Molte aziende di primo piano, di fatto, hanno sconfinato in territori normalmente occupati dalle ONG, fino al brand activism a favore di cause quali ambientalismo, inclusività, diritti sociali e LGBT, empowerment.
In questa logica, una presa di posizione sulla guerra è ineludibile, e non sarà, sicuramente, l’ultima volta. Va messa in conto, però, la possibile polarizzazione del confronto tra segmenti di consumatori diversamente orientati rispetto a un conflitto o a una causa. Vale la pena ricordare, negli Stati Uniti, la scelta di Nike di avere come testimonial il giocatore Colin Kaepernick, inginocchiatosi all’inno nazionale, e la violenta reazione da parte di Trump.
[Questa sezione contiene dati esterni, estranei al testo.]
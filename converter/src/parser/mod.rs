//! Streaming CNAI dump parser.
//!
//! Lines are fed one at a time into a [`DumpParser`]. Header directives
//! update the [`ParseContext`], `name=value` lines fill the
//! [`EntityBuffer`], and every `.set` boundary (or the end-of-export marker)
//! hands the completed entity to an [`EntitySink`].
//!
//! ```text
//! .domain RNC        -> sink.open_domain("RNC")
//! .set E1            -> flush nothing yet, current set = E1
//! a=1                -> buffer {a: 1}
//! b=2,3              -> buffer {a: 1, b: "2,3"}
//! .set E2            -> flush buffer as entity E1, current set = E2
//! ```
//!
//! A buffer holding a single key at a boundary is treated as noise and
//! dropped. Entities still buffered when a file ends without a boundary are
//! dropped as well, and set ids never carry over into the next file.

pub mod classify;
pub mod context;
pub mod encoding;

pub use classify::{classify, Directive};
pub use context::{EntityBuffer, ParseContext};
pub use encoding::{decode_line, detect_encoding, DumpReader};

use serde::Serialize;
use std::io::BufRead;

use crate::error::{OutputResult, RunResult};
use crate::logs::log_warning;
use crate::output::{Entity, EntitySink};

/// Counters kept while parsing.
#[derive(Debug, Clone, Copy, Default, PartialEq, Eq, Serialize)]
pub struct ParseStats {
    pub lines_read: usize,
    pub malformed_lines: usize,
    pub entities_flushed: usize,
    /// Entities with no active domain, or whose domain is not retained.
    pub entities_discarded: usize,
}

/// The parse state machine.
pub struct DumpParser<S: EntitySink> {
    context: ParseContext,
    buffer: EntityBuffer,
    sink: S,
    stats: ParseStats,
    line_number: usize,
}

impl<S: EntitySink> DumpParser<S> {
    pub fn new(sink: S) -> Self {
        Self {
            context: ParseContext::new(),
            buffer: EntityBuffer::new(),
            sink,
            stats: ParseStats::default(),
            line_number: 0,
        }
    }

    pub fn context(&self) -> &ParseContext {
        &self.context
    }

    pub fn buffer(&self) -> &EntityBuffer {
        &self.buffer
    }

    pub fn stats(&self) -> ParseStats {
        self.stats
    }

    /// Start a new input file. Header values carry over from earlier files;
    /// an entity the previous file left open is dropped.
    pub fn begin_file(&mut self, file_name: &str) {
        self.context.begin_file(file_name);
        self.buffer.clear();
        self.line_number = 0;
    }

    /// Process one line.
    pub fn process_line(&mut self, line: &str) -> OutputResult<()> {
        self.line_number += 1;
        self.stats.lines_read += 1;

        match classify(line) {
            Directive::StartMarker | Directive::Unrecognized => {}
            Directive::EndMarker => {
                let set_id = self.context.current_set_id.clone();
                self.close_entity(set_id)?;
            }
            Directive::Set(set_id) => {
                // The buffer belongs to the set that was current until now
                let closed = self.context.advance_set(set_id).map(String::from);
                self.close_entity(closed)?;
            }
            Directive::Domain(domain) => {
                self.sink.open_domain(&domain)?;
                self.context.current_domain = Some(domain);
            }
            Directive::Capabilities(value) => self.context.capabilities = value,
            Directive::Subnetwork(value) => self.context.subnetwork = value,
            Directive::Timestamp(value) => self.context.creation_date_time = value,
            Directive::Parameter { name, value } => self.buffer.put(name, value),
            Directive::Malformed(text) => {
                self.stats.malformed_lines += 1;
                log_warning(format!(
                    "{}:{}: skipping line without '=': {}",
                    self.context.file_name, self.line_number, text
                ));
            }
        }

        Ok(())
    }

    /// Feed every line of a dump. Input errors stop at the failing line.
    pub fn parse_reader<R: BufRead>(&mut self, reader: DumpReader<R>) -> RunResult<()> {
        for line in reader {
            self.process_line(&line?)?;
        }
        Ok(())
    }

    /// Hand the buffered entity to the sink, then clear the buffer.
    fn close_entity(&mut self, set_id: Option<String>) -> OutputResult<()> {
        if self.buffer.len() > 1 {
            let params = self.buffer.snapshot_and_clear();

            let written = match self.context.current_domain.as_deref() {
                Some(domain) => {
                    let entity = Entity {
                        context: &self.context,
                        domain,
                        set_id: set_id.as_deref().unwrap_or(""),
                        params: &params,
                    };
                    self.sink.write_entity(&entity)?
                }
                None => {
                    log_warning(format!(
                        "{}:{}: discarding entity {} outside any domain",
                        self.context.file_name,
                        self.line_number,
                        set_id.as_deref().unwrap_or("<none>")
                    ));
                    false
                }
            };

            if written {
                self.stats.entities_flushed += 1;
            } else {
                self.stats.entities_discarded += 1;
            }
        }

        self.buffer.clear();
        Ok(())
    }

    /// Stop parsing and return the sink with the final counters.
    pub fn into_parts(self) -> (S, ParseStats) {
        (self.sink, self.stats)
    }
}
Ci sono, poi, gli scivoloni causati dall’ostentazione eccessiva di aderenza a valori morali, che possono ottenere l’effetto contrario a quello cercato. Come per l’Università di Milano Bicocca sul corso tenuto dallo scrittore Paolo Nori su Dostoevskij, per esempio, oppure il blocco dell’accesso sui contenuti russi da parte di piattaforme online con decine di milioni di utenti.
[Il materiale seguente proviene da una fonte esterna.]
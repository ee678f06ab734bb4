//! Parameter catalog for extraction mode.
//!
//! Collects, per domain, every parameter name seen in a written entity, in
//! first-seen order. The text rendering is the parameter filter format, so
//! a catalog can be trimmed by hand and fed back with `-c`.

use indexmap::{IndexMap, IndexSet};
use serde::{Deserialize, Serialize};

use super::{Entity, EntitySink};
use crate::error::OutputResult;
use crate::filter::ParameterFilter;

/// Meta names prefixed to each domain when meta fields are requested.
pub const META_FIELDS: [&str; 2] = ["FILENAME", "DATETIME"];

/// Rendering of an extracted catalog.
#[derive(Debug, Clone, Copy, Default, PartialEq, Eq, Serialize, Deserialize)]
#[serde(rename_all = "lowercase")]
pub enum CatalogFormat {
    /// `<domain>:<p1>,<p2>,...` lines
    #[default]
    Text,
    /// `{"<domain>": ["<p1>", ...]}`
    Json,
}

/// Domain → ordered parameter names.
#[derive(Debug, Clone, Default)]
pub struct ParameterCatalog {
    filter: Option<ParameterFilter>,
    domains: IndexMap<String, IndexSet<String>>,
}

impl ParameterCatalog {
    pub fn new(filter: Option<ParameterFilter>) -> Self {
        Self {
            filter,
            domains: IndexMap::new(),
        }
    }

    fn retains(&self, domain: &str) -> bool {
        self.filter.as_ref().map_or(true, |f| f.contains_domain(domain))
    }

    /// Parameters recorded for a domain.
    pub fn parameters(&self, domain: &str) -> Option<impl Iterator<Item = &str>> {
        self.domains
            .get(domain)
            .map(|names| names.iter().map(String::as_str))
    }

    /// Domains with at least one recorded parameter, in order of appearance.
    pub fn domains(&self) -> impl Iterator<Item = &str> {
        self.domains
            .iter()
            .filter(|(_, names)| !names.is_empty())
            .map(|(domain, _)| domain.as_str())
    }

    fn columns(&self, names: &IndexSet<String>, meta_fields: bool) -> Vec<String> {
        let meta = META_FIELDS.iter().filter(|_| meta_fields).map(|s| s.to_string());
        meta.chain(names.iter().cloned()).collect()
    }

    /// Render in parameter filter format, one domain per line.
    pub fn to_text(&self, meta_fields: bool) -> String {
        let mut out = String::new();
        for (domain, names) in self.domains.iter().filter(|(_, n)| !n.is_empty()) {
            out.push_str(domain);
            out.push(':');
            out.push_str(&self.columns(names, meta_fields).join(","));
            out.push('\n');
        }
        out
    }

    /// Render as a JSON object.
    pub fn to_json(&self, meta_fields: bool) -> OutputResult<String> {
        let map: IndexMap<&str, Vec<String>> = self
            .domains
            .iter()
            .filter(|(_, n)| !n.is_empty())
            .map(|(domain, names)| (domain.as_str(), self.columns(names, meta_fields)))
            .collect();
        Ok(serde_json::to_string_pretty(&map)?)
    }

    pub fn render(&self, format: CatalogFormat, meta_fields: bool) -> OutputResult<String> {
        match format {
            CatalogFormat::Text => Ok(self.to_text(meta_fields)),
            CatalogFormat::Json => self.to_json(meta_fields),
        }
    }
}

impl EntitySink for ParameterCatalog {
    fn open_domain(&mut self, domain: &str) -> OutputResult<()> {
        if self.retains(domain) && !self.domains.contains_key(domain) {
            self.domains.insert(domain.to_string(), IndexSet::new());
        }
        Ok(())
    }

    fn write_entity(&mut self, entity: &Entity<'_>) -> OutputResult<bool> {
        let Some(names) = self.domains.get_mut(entity.domain) else {
            return Ok(false);
        };
        for name in entity.params.keys() {
            if !names.contains(name) {
                names.insert(name.clone());
            }
        }
        Ok(true)
    }
}

#[cfg(test)]
mod tests {
    use super::*;
    use crate::parser::ParseContext;

    fn write(catalog: &mut ParameterCatalog, domain: &str, keys: &[&str]) -> bool {
        let ctx = ParseContext::default();
        let params: IndexMap<String, String> =
            keys.iter().map(|k| (k.to_string(), String::new())).collect();
        let entity = Entity { context: &ctx, domain, set_id: "E", params: &params };
        catalog.write_entity(&entity).unwrap()
    }

    #[test]
    fn test_union_in_first_seen_order() {
        let mut catalog = ParameterCatalog::new(None);
        catalog.open_domain("RNC").unwrap();
        write(&mut catalog, "RNC", &["a", "b"]);
        write(&mut catalog, "RNC", &["c", "a"]);

        let names: Vec<&str> = catalog.parameters("RNC").unwrap().collect();
        assert_eq!(names, vec!["a", "b", "c"]);
        assert_eq!(catalog.to_text(false), "RNC:a,b,c\n");
    }

    #[test]
    fn test_meta_fields_prefix() {
        let mut catalog = ParameterCatalog::new(None);
        catalog.open_domain("Cell").unwrap();
        write(&mut catalog, "Cell", &["cId"]);

        assert_eq!(catalog.to_text(true), "Cell:FILENAME,DATETIME,cId\n");
    }

    #[test]
    fn test_filter_excludes_domains() {
        let filter = ParameterFilter::parse("Cell:cId").unwrap();
        let mut catalog = ParameterCatalog::new(Some(filter));
        catalog.open_domain("RNC").unwrap();

        assert!(!write(&mut catalog, "RNC", &["a", "b"]));
        assert_eq!(catalog.domains().count(), 0);
    }

    #[test]
    fn test_empty_domains_not_rendered() {
        let mut catalog = ParameterCatalog::new(None);
        catalog.open_domain("Empty").unwrap();
        assert_eq!(catalog.to_text(false), "");
    }

    #[test]
    fn test_text_round_trips_through_filter() {
        let mut catalog = ParameterCatalog::new(None);
        catalog.open_domain("RNC").unwrap();
        write(&mut catalog, "RNC", &["mcc", "mnc"]);

        let filter = ParameterFilter::parse(&catalog.to_text(false)).unwrap();
        assert_eq!(filter.columns("RNC").unwrap(), ["mcc", "mnc"]);
    }

    #[test]
    fn test_json_rendering() {
        let mut catalog = ParameterCatalog::new(None);
        catalog.open_domain("RNC").unwrap();
        write(&mut catalog, "RNC", &["mcc"]);

        let json = catalog.render(CatalogFormat::Json, true).unwrap();
        let value: serde_json::Value = serde_json::from_str(&json).unwrap();
        assert_eq!(value["RNC"], serde_json::json!(["FILENAME", "DATETIME", "mcc"]));
    }
}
La necessità, chiara, è per i brand il posizionamento di lungo periodo rispetto a un pubblico anche più ampio del target tipico di riferimento; con il rischio implicito, però, di dovere adeguarsi a contesti fuori controllo. L’intervento della Russia in Ucraina ha originato anche una guerra digitale quale non se n’erano viste, fino a oggi. Per i brand, le capacità e l’utilità di indirizzarla o di assumere neutralità, non avranno verifica a breve termine.